TASK PROMPT
Only lines that contain the word "InvokeOptions" are to be returned from the data below.
Segment Start: ENTRIES PROVIDED
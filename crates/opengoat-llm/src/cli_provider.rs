use std::collections::HashMap;
use std::time::Duration;

use async_trait::async_trait;
use tokio::process::Command;
use tracing::{debug, warn};

use crate::error::{Error, Result};
use crate::provider::{Capabilities, Execution, InvokeOptions, Provider, ProviderKind, ProviderMeta};

/// Configuration for spawning an external CLI tool as a provider.
#[derive(Debug, Clone)]
pub struct CliProviderConfig {
    pub id: String,
    pub display_name: String,
    pub command: String,
    pub command_env_var: Option<String>,
    pub default_args: Vec<String>,
    pub env: HashMap<String, String>,
    pub timeout_secs: u64,
    pub session_flag: Option<String>,
    pub model_flag: Option<String>,
}

impl CliProviderConfig {
    pub fn new(id: impl Into<String>, command: impl Into<String>) -> Self {
        Self {
            id: id.into(),
            display_name: String::new(),
            command: command.into(),
            command_env_var: None,
            default_args: Vec::new(),
            env: HashMap::new(),
            timeout_secs: 120,
            session_flag: None,
            model_flag: None,
        }
    }

    fn resolve_command(&self) -> String {
        if let Some(var) = &self.command_env_var {
            if let Ok(v) = std::env::var(var) {
                if !v.is_empty() {
                    return v;
                }
            }
        }
        self.command.clone()
    }
}

/// A provider backed by an external process, spawned per invocation and
/// with stdio captured into the `Execution` result.
pub struct CliProvider {
    config: CliProviderConfig,
    meta: ProviderMeta,
}

impl CliProvider {
    pub fn new(config: CliProviderConfig) -> Self {
        let meta = ProviderMeta {
            id: config.id.clone(),
            display_name: if config.display_name.is_empty() {
                config.id.clone()
            } else {
                config.display_name.clone()
            },
            kind: ProviderKind::Cli,
            capabilities: Capabilities {
                agent: false,
                model: config.model_flag.is_some(),
                auth: false,
                passthrough: true,
                agent_create: false,
                agent_delete: false,
            },
        };
        Self { config, meta }
    }

    fn expand_env_value(raw: &str) -> String {
        if let Some(var) = raw.strip_prefix("${").and_then(|s| s.strip_suffix('}')) {
            std::env::var(var).unwrap_or_default()
        } else {
            raw.to_string()
        }
    }
}

#[async_trait]
impl Provider for CliProvider {
    fn meta(&self) -> &ProviderMeta {
        &self.meta
    }

    async fn invoke(&self, options: &InvokeOptions) -> Result<Execution> {
        let command = self.config.resolve_command();
        let mut cmd = Command::new(&command);
        cmd.args(&self.config.default_args);

        if let (Some(flag), Some(model)) = (&self.config.model_flag, &options.model) {
            cmd.arg(flag).arg(model);
        }
        if let (Some(flag), Some(sid)) = (&self.config.session_flag, &options.provider_session_id) {
            cmd.arg(flag).arg(sid);
        }
        for arg in &options.passthrough_args {
            cmd.arg(arg);
        }

        let mut full_prompt = String::new();
        if let Some(system) = &options.system_prompt {
            if !system.is_empty() {
                full_prompt.push_str(system);
                full_prompt.push_str("\n\nTask: ");
            }
        }
        full_prompt.push_str(&options.message);
        cmd.arg(full_prompt);

        for (key, value) in &self.config.env {
            cmd.env(key, Self::expand_env_value(value));
        }
        for (key, value) in &options.env {
            cmd.env(key, value);
        }
        if let Some(cwd) = &options.cwd {
            cmd.current_dir(cwd);
        }

        let timeout_secs = options.timeout_secs.unwrap_or(self.config.timeout_secs);
        debug!(provider = %self.meta.id, command = %command, "spawning cli provider");

        let output = tokio::time::timeout(Duration::from_secs(timeout_secs), cmd.output())
            .await
            .map_err(|_| Error::Timeout(timeout_secs))?
            .map_err(|e| {
                if e.kind() == std::io::ErrorKind::NotFound {
                    Error::CommandNotFound(command.clone())
                } else {
                    Error::Io(e)
                }
            })?;

        let stdout = String::from_utf8_lossy(&output.stdout).to_string();
        let stderr = String::from_utf8_lossy(&output.stderr).to_string();
        let code = output.status.code().unwrap_or(-1);

        if let Some(sink) = &options.on_stdout {
            let _ = sink.send(stdout.clone());
        }
        if !stderr.is_empty() {
            if let Some(sink) = &options.on_stderr {
                let _ = sink.send(stderr.clone());
            }
        }

        Ok(Execution {
            code,
            stdout,
            stderr,
            provider_session_id: options.provider_session_id.clone(),
        })
    }

    async fn health_check(&self) -> bool {
        let command = self.config.resolve_command();
        match Command::new("which").arg(&command).output().await {
            Ok(output) => output.status.success(),
            Err(_) => {
                warn!(provider = %self.meta.id, "availability check failed: no `which`");
                false
            }
        }
    }
}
Segment End: ENTRIES PROVIDED
COMPLETED EXERCISE
use crate::provider::{Capabilities, Execution, InvokeOptions, Provider, ProviderKind, ProviderMeta};
    async fn invoke(&self, options: &InvokeOptions) -> Result<Execution> {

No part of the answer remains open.